→ WHAT IS REQUIRED
Could you write out all of the data again, word for word?

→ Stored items

━━━━━━━━━━━━━━━━━━━━━━━━━━━━━━

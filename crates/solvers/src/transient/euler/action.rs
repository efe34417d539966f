/// What an observer can ask of a running Euler integration.
#[derive(Debug, Clone, Copy, PartialEq, Eq)]
pub enum Action {
    /// End the run after the current sample, which is still recorded.
    StopEarly,
}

━━━━━━━━━━━━━━━━━━━━━━━━━━━━━━

→ RESULT OF THE TASK
filename crates/solvers/src/transient/euler/action.rs
repository efe34417d539966f
/// What an observer can ask of a running Euler integration.
#[derive(Debug, Clone, Copy, PartialEq, Eq)]
pub enum Action {
    /// End the run after the current sample, which is still recorded.
    StopEarly,
}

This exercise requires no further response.